## Given data
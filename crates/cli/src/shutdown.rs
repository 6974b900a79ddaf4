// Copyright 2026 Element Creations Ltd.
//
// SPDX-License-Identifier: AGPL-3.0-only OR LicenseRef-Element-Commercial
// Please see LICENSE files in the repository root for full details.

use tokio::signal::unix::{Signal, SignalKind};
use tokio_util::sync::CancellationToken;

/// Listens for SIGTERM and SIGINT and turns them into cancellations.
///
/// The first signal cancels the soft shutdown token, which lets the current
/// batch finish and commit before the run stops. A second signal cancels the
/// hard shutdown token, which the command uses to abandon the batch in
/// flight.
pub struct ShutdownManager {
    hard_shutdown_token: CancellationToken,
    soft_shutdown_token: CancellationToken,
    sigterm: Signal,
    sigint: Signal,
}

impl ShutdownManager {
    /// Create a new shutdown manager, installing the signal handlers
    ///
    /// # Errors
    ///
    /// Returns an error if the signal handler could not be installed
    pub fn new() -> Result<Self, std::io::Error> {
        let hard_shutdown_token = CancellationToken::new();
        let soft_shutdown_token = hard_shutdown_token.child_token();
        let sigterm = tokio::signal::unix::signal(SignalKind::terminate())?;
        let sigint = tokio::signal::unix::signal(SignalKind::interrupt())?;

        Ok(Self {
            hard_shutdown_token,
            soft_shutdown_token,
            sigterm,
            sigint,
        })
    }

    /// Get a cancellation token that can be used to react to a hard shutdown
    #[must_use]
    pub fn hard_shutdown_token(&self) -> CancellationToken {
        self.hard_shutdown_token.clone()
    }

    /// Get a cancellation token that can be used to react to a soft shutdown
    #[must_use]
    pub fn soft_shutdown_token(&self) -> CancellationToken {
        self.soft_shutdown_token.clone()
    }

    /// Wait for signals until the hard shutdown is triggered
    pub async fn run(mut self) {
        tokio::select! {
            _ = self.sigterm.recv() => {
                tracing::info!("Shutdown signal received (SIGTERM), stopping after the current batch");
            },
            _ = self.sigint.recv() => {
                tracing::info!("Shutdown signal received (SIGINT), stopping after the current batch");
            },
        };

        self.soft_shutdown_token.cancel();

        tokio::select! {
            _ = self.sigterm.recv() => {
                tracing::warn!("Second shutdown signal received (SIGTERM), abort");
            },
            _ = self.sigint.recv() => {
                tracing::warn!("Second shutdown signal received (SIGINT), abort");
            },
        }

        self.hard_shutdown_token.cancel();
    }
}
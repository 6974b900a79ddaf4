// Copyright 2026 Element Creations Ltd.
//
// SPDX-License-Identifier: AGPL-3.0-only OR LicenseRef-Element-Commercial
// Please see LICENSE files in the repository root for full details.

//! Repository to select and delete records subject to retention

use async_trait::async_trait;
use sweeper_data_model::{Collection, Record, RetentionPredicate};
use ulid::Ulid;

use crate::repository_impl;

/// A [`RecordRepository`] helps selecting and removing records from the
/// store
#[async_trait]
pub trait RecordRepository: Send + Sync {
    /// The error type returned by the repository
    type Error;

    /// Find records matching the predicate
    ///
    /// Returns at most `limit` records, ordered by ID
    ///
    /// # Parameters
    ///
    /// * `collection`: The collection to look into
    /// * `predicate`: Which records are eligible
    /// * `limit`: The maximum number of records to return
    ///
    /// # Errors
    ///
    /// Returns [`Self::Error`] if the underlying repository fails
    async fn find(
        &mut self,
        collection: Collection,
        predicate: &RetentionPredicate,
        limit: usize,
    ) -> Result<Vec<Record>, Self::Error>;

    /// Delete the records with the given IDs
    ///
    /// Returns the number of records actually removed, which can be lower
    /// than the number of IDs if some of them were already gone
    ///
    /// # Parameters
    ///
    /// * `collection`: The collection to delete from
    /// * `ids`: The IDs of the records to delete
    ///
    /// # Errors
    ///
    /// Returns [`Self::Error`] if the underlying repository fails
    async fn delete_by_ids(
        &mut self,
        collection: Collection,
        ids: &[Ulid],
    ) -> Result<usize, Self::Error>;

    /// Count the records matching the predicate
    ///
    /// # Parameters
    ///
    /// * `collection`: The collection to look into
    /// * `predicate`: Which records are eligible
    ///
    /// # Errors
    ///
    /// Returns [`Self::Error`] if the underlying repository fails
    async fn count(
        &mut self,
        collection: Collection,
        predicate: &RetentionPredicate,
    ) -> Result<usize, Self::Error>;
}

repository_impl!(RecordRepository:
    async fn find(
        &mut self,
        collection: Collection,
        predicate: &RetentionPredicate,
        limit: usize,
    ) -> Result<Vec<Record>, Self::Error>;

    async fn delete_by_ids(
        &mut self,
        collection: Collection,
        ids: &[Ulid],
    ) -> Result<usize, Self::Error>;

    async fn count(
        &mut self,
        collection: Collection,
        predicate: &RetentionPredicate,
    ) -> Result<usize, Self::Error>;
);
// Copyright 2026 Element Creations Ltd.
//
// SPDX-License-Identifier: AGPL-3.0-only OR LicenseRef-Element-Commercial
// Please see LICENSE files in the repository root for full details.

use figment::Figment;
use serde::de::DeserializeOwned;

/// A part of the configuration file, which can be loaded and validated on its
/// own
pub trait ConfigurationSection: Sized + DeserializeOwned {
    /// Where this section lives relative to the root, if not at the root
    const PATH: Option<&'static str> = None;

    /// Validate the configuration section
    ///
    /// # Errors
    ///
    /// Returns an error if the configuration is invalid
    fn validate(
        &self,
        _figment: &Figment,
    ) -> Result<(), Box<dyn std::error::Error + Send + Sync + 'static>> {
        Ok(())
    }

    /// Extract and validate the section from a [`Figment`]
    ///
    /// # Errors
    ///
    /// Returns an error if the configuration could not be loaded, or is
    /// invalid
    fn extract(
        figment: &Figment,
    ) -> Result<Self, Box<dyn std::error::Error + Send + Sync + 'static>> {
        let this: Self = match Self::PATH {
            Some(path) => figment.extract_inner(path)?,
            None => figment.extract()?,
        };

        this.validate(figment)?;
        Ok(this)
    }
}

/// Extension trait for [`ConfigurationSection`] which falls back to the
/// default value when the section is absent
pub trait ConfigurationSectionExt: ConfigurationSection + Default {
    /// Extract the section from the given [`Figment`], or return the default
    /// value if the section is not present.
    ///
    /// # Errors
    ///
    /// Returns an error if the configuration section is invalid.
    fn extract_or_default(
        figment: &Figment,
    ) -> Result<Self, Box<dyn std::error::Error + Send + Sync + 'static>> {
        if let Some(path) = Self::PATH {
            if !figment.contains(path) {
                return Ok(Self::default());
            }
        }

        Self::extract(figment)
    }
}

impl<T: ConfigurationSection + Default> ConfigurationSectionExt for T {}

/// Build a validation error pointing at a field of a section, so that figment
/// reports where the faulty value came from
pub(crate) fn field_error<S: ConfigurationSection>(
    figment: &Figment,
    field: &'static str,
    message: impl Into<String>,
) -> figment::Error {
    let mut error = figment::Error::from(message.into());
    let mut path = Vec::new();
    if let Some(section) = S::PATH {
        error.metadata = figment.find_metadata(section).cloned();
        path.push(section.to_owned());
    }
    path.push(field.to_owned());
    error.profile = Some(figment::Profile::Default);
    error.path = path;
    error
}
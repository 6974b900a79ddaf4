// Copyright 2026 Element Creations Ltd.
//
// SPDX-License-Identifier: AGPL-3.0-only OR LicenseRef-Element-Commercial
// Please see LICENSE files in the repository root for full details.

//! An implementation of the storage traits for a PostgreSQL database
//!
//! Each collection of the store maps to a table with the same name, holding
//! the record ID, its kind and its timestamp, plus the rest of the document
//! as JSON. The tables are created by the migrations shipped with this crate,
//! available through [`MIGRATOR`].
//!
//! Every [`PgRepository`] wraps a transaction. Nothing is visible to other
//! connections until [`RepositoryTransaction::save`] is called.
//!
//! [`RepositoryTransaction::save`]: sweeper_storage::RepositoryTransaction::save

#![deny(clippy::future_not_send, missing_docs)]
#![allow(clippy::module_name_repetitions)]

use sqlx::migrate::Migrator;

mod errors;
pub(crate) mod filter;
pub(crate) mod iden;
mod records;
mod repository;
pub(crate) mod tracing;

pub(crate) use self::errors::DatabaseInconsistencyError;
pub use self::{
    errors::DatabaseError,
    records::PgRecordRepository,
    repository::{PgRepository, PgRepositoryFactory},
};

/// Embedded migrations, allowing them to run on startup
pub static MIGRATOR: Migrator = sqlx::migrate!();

## Work to be completed
Look for the string "save" in the data above and return every line that has it.

## Result
//! connections until [`RepositoryTransaction::save`] is called.
//! [`RepositoryTransaction::save`]: sweeper_storage::RepositoryTransaction::save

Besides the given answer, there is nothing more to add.